Starting with the first line, output the data exactly, through to the last line.

Segment Start: SUPPLIED MATERIAL

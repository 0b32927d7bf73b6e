//! Storage Description: where the instances of one class live
//!
//! Horizontal partitions are the tables holding rows of the class or its
//! subclasses. Vertical partitions are the tables holding the class's
//! split-off columns, joined by primary key.

use crate::cache::LockedCache;
use crate::class_map::{ClassMap, ClassMapping, ForeignKeyPartitionView};
use crate::partition::Partition;
use crate::types::{ClassId, RelationshipEnd, TableId};
use serde::Serialize;
use std::collections::BTreeSet;
use tracing::{debug, warn};

/// Placement plan for one class
#[derive(Debug, Clone, Serialize)]
pub struct StorageDescription {
    class_id: ClassId,
    horizontal: Vec<Partition>,
    vertical: Vec<Partition>,
    root_horizontal: Option<usize>,
    root_vertical: Option<usize>,
    non_virtual_horizontal: Vec<usize>,
    class_ids: BTreeSet<ClassId>,
}

impl StorageDescription {
    fn new(class_id: ClassId) -> Self {
        Self {
            class_id,
            horizontal: Vec::new(),
            vertical: Vec::new(),
            root_horizontal: None,
            root_vertical: None,
            non_virtual_horizontal: Vec::new(),
            class_ids: BTreeSet::new(),
        }
    }

    /// Assemble the description for `class_map`, filling raw indexes as needed
    pub(crate) fn create(class_map: &ClassMap, cache: &mut LockedCache<'_>) -> Self {
        let class_id = class_map.class_id();
        let mut description = Self::new(class_id);

        match class_map.mapping() {
            ClassMapping::ForeignKeyRelationship { view } => {
                description.add_foreign_key_partitions(view, cache);
            }
            ClassMapping::Table { .. } => {
                description.add_horizontal_partitions(cache);
                description.add_vertical_partitions(cache);
            }
        }

        for (index, partition) in description.horizontal.iter().enumerate() {
            match cache.table(partition.table()) {
                Some(table) if table.is_virtual() => {
                    if description.root_horizontal == Some(index) {
                        warn!(
                            "Root horizontal partition of class {} is the virtual table '{}'",
                            class_id, table.name
                        );
                    }
                }
                Some(_) => description.non_virtual_horizontal.push(index),
                None => {
                    debug_assert!(false, "table {} is not in ec_Table", partition.table());
                    warn!("Partition table {} of class {} is unknown", partition.table(), class_id);
                }
            }
        }

        debug!(
            "Assembled storage for class {}: {} horizontal, {} vertical partition(s)",
            class_id,
            description.horizontal.len(),
            description.vertical.len()
        );
        description
    }

    fn add_foreign_key_partitions(
        &mut self,
        view: &ForeignKeyPartitionView,
        cache: &mut LockedCache<'_>,
    ) {
        let persisted_end = view.persisted_end();
        let constraint_classes: Vec<ClassId> = cache
            .constraint_classes_for_relationship_class(self.class_id)
            .iter()
            .filter(|(_, &end)| end == RelationshipEnd::Both || end == persisted_end)
            .map(|(&id, _)| id)
            .collect();

        if constraint_classes.is_empty() {
            warn!(
                "Relationship {} has no constraint classes on its {} end",
                self.class_id, persisted_end
            );
            return;
        }

        for &table in view.physical_tables() {
            let universe = cache.classes_for_table(table).to_vec();
            let partition = self.push_horizontal(table, true);
            for &id in &constraint_classes {
                partition.add_class_id(id);
            }
            partition.generate_class_id_filter(&universe);
            self.class_ids.extend(constraint_classes.iter().copied());
        }
    }

    fn add_horizontal_partitions(&mut self, cache: &mut LockedCache<'_>) {
        let horizontal = cache.horizontal_partitions_for_class(self.class_id).clone();
        if horizontal.is_empty() {
            warn!("Class {} is not stored in any table", self.class_id);
            debug_assert!(false, "class {} has no mapping", self.class_id);
            return;
        }
        for (table, derived) in horizontal {
            let Some(&first) = derived.first() else {
                continue;
            };
            let universe = cache.classes_for_table(table).to_vec();
            let partition = self.push_horizontal(table, first == self.class_id);
            for &id in &derived {
                partition.add_class_id(id);
            }
            partition.generate_class_id_filter(&universe);
            self.class_ids.extend(derived);
        }
    }

    fn add_vertical_partitions(&mut self, cache: &mut LockedCache<'_>) {
        if self.class_ids.is_empty() {
            return;
        }
        let vertical = cache.vertical_partitions_for_class(self.class_id).clone();
        for table in vertical {
            if cache.table(table).is_none_or(|t| t.is_virtual()) {
                continue;
            }
            let universe = cache.classes_for_table(table).to_vec();
            let is_root = self.horizontal_partition(table).is_some();
            let class_ids: Vec<ClassId> = self.class_ids.iter().copied().collect();
            let partition = self.push_vertical(table, is_root);
            for id in class_ids {
                partition.add_class_id(id);
            }
            partition.generate_class_id_filter(&universe);
        }
    }

    fn push_horizontal(&mut self, table: TableId, is_root: bool) -> &mut Partition {
        if is_root && self.root_horizontal.is_none() {
            self.root_horizontal = Some(self.horizontal.len());
        }
        self.horizontal.push(Partition::new(table, is_root));
        let last = self.horizontal.len() - 1;
        &mut self.horizontal[last]
    }

    fn push_vertical(&mut self, table: TableId, is_root: bool) -> &mut Partition {
        if is_root && self.root_vertical.is_none() {
            self.root_vertical = Some(self.vertical.len());
        }
        self.vertical.push(Partition::new(table, is_root));
        let last = self.vertical.len() - 1;
        &mut self.vertical[last]
    }

    pub fn class_id(&self) -> ClassId {
        self.class_id
    }

    /// Every class id placed in a horizontal partition
    pub fn class_ids(&self) -> &BTreeSet<ClassId> {
        &self.class_ids
    }

    pub fn horizontal_partitions(&self) -> &[Partition] {
        &self.horizontal
    }

    pub fn vertical_partitions(&self) -> &[Partition] {
        &self.vertical
    }

    pub fn horizontal_partition(&self, table: TableId) -> Option<&Partition> {
        self.horizontal.iter().find(|p| p.table() == table)
    }

    pub fn vertical_partition(&self, table: TableId) -> Option<&Partition> {
        self.vertical.iter().find(|p| p.table() == table)
    }

    /// The horizontal partition for `table`, else the vertical one
    pub fn partition(&self, table: TableId) -> Option<&Partition> {
        self.horizontal_partition(table)
            .or_else(|| self.vertical_partition(table))
    }

    /// The partition holding the class's own rows.
    ///
    /// `None` for classes without storage of their own, such as mixins.
    pub fn root_horizontal_partition(&self) -> Option<&Partition> {
        self.root_horizontal.map(|i| &self.horizontal[i])
    }

    pub fn root_vertical_partition(&self) -> Option<&Partition> {
        self.root_vertical.map(|i| &self.vertical[i])
    }

    /// Horizontal partitions whose table is physically created
    pub fn non_virtual_horizontal_partitions(&self) -> impl Iterator<Item = &Partition> {
        self.non_virtual_horizontal
            .iter()
            .map(|&i| &self.horizontal[i])
    }

    pub fn has_multiple_non_virtual_horizontal_partitions(&self) -> bool {
        self.non_virtual_horizontal.len() > 1
    }
}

Segment End: SUPPLIED MATERIAL

▶ [RESULT OF THIS TASK]
repository 0b32927d7bf73b6e
//! Storage Description: where the instances of one class live
//!
//! Horizontal partitions are the tables holding rows of the class or its
//! subclasses. Vertical partitions are the tables holding the class's
//! split-off columns, joined by primary key.

use crate::cache::LockedCache;
use crate::class_map::{ClassMap, ClassMapping, ForeignKeyPartitionView};
use crate::partition::Partition;
use crate::types::{ClassId, RelationshipEnd, TableId};
use serde::Serialize;
use std::collections::BTreeSet;
use tracing::{debug, warn};

/// Placement plan for one class
#[derive(Debug, Clone, Serialize)]
pub struct StorageDescription {
    class_id: ClassId,
    horizontal: Vec<Partition>,
    vertical: Vec<Partition>,
    root_horizontal: Option<usize>,
    root_vertical: Option<usize>,
    non_virtual_horizontal: Vec<usize>,
    class_ids: BTreeSet<ClassId>,
}

impl StorageDescription {
    fn new(class_id: ClassId) -> Self {
        Self {
            class_id,
            horizontal: Vec::new(),
            vertical: Vec::new(),
            root_horizontal: None,
            root_vertical: None,
            non_virtual_horizontal: Vec::new(),
            class_ids: BTreeSet::new(),
        }
    }

    /// Assemble the description for `class_map`, filling raw indexes as needed
    pub(crate) fn create(class_map: &ClassMap, cache: &mut LockedCache<'_>) -> Self {
        let class_id = class_map.class_id();
        let mut description = Self::new(class_id);

        match class_map.mapping() {
            ClassMapping::ForeignKeyRelationship { view } => {
                description.add_foreign_key_partitions(view, cache);
            }
            ClassMapping::Table { .. } => {
                description.add_horizontal_partitions(cache);
                description.add_vertical_partitions(cache);
            }
        }

        for (index, partition) in description.horizontal.iter().enumerate() {
            match cache.table(partition.table()) {
                Some(table) if table.is_virtual() => {
                    if description.root_horizontal == Some(index) {
                        warn!(
                            "Root horizontal partition of class {} is the virtual table '{}'",
                            class_id, table.name
                        );
                    }
                }
                Some(_) => description.non_virtual_horizontal.push(index),
                None => {
                    debug_assert!(false, "table {} is not in ec_Table", partition.table());
                    warn!("Partition table {} of class {} is unknown", partition.table(), class_id);
                }
            }
        }

        debug!(
            "Assembled storage for class {}: {} horizontal, {} vertical partition(s)",
            class_id,
            description.horizontal.len(),
            description.vertical.len()
        );
        description
    }

    fn add_foreign_key_partitions(
        &mut self,
        view: &ForeignKeyPartitionView,
        cache: &mut LockedCache<'_>,
    ) {
        let persisted_end = view.persisted_end();
        let constraint_classes: Vec<ClassId> = cache
            .constraint_classes_for_relationship_class(self.class_id)
            .iter()
            .filter(|(_, &end)| end == RelationshipEnd::Both || end == persisted_end)
            .map(|(&id, _)| id)
            .collect();

        if constraint_classes.is_empty() {
            warn!(
                "Relationship {} has no constraint classes on its {} end",
                self.class_id, persisted_end
            );
            return;
        }

        for &table in view.physical_tables() {
            let universe = cache.classes_for_table(table).to_vec();
            let partition = self.push_horizontal(table, true);
            for &id in &constraint_classes {
                partition.add_class_id(id);
            }
            partition.generate_class_id_filter(&universe);
            self.class_ids.extend(constraint_classes.iter().copied());
        }
    }

    fn add_horizontal_partitions(&mut self, cache: &mut LockedCache<'_>) {
        let horizontal = cache.horizontal_partitions_for_class(self.class_id).clone();
        if horizontal.is_empty() {
            warn!("Class {} is not stored in any table", self.class_id);
            debug_assert!(false, "class {} has no mapping", self.class_id);
            return;
        }
        for (table, derived) in horizontal {
            let Some(&first) = derived.first() else {
                continue;
            };
            let universe = cache.classes_for_table(table).to_vec();
            let partition = self.push_horizontal(table, first == self.class_id);
            for &id in &derived {
                partition.add_class_id(id);
            }
            partition.generate_class_id_filter(&universe);
            self.class_ids.extend(derived);
        }
    }

    fn add_vertical_partitions(&mut self, cache: &mut LockedCache<'_>) {
        if self.class_ids.is_empty() {
            return;
        }
        let vertical = cache.vertical_partitions_for_class(self.class_id).clone();
        for table in vertical {
            if cache.table(table).is_none_or(|t| t.is_virtual()) {
                continue;
            }
            let universe = cache.classes_for_table(table).to_vec();
            let is_root = self.horizontal_partition(table).is_some();
            let class_ids: Vec<ClassId> = self.class_ids.iter().copied().collect();
            let partition = self.push_vertical(table, is_root);
            for id in class_ids {
                partition.add_class_id(id);
            }
            partition.generate_class_id_filter(&universe);
        }
    }

    fn push_horizontal(&mut self, table: TableId, is_root: bool) -> &mut Partition {
        if is_root && self.root_horizontal.is_none() {
            self.root_horizontal = Some(self.horizontal.len());
        }
        self.horizontal.push(Partition::new(table, is_root));
        let last = self.horizontal.len() - 1;
        &mut self.horizontal[last]
    }

    fn push_vertical(&mut self, table: TableId, is_root: bool) -> &mut Partition {
        if is_root && self.root_vertical.is_none() {
            self.root_vertical = Some(self.vertical.len());
        }
        self.vertical.push(Partition::new(table, is_root));
        let last = self.vertical.len() - 1;
        &mut self.vertical[last]
    }

    pub fn class_id(&self) -> ClassId {
        self.class_id
    }

    /// Every class id placed in a horizontal partition
    pub fn class_ids(&self) -> &BTreeSet<ClassId> {
        &self.class_ids
    }

    pub fn horizontal_partitions(&self) -> &[Partition] {
        &self.horizontal
    }

    pub fn vertical_partitions(&self) -> &[Partition] {
        &self.vertical
    }

    pub fn horizontal_partition(&self, table: TableId) -> Option<&Partition> {
        self.horizontal.iter().find(|p| p.table() == table)
    }

    pub fn vertical_partition(&self, table: TableId) -> Option<&Partition> {
        self.vertical.iter().find(|p| p.table() == table)
    }

    /// The horizontal partition for `table`, else the vertical one
    pub fn partition(&self, table: TableId) -> Option<&Partition> {
        self.horizontal_partition(table)
            .or_else(|| self.vertical_partition(table))
    }

    /// The partition holding the class's own rows.
    ///
    /// `None` for classes without storage of their own, such as mixins.
    pub fn root_horizontal_partition(&self) -> Option<&Partition> {
        self.root_horizontal.map(|i| &self.horizontal[i])
    }

    pub fn root_vertical_partition(&self) -> Option<&Partition> {
        self.root_vertical.map(|i| &self.vertical[i])
    }

    /// Horizontal partitions whose table is physically created
    pub fn non_virtual_horizontal_partitions(&self) -> impl Iterator<Item = &Partition> {
        self.non_virtual_horizontal
            .iter()
            .map(|&i| &self.horizontal[i])
    }

    pub fn has_multiple_non_virtual_horizontal_partitions(&self) -> bool {
        self.non_virtual_horizontal.len() > 1
    }
}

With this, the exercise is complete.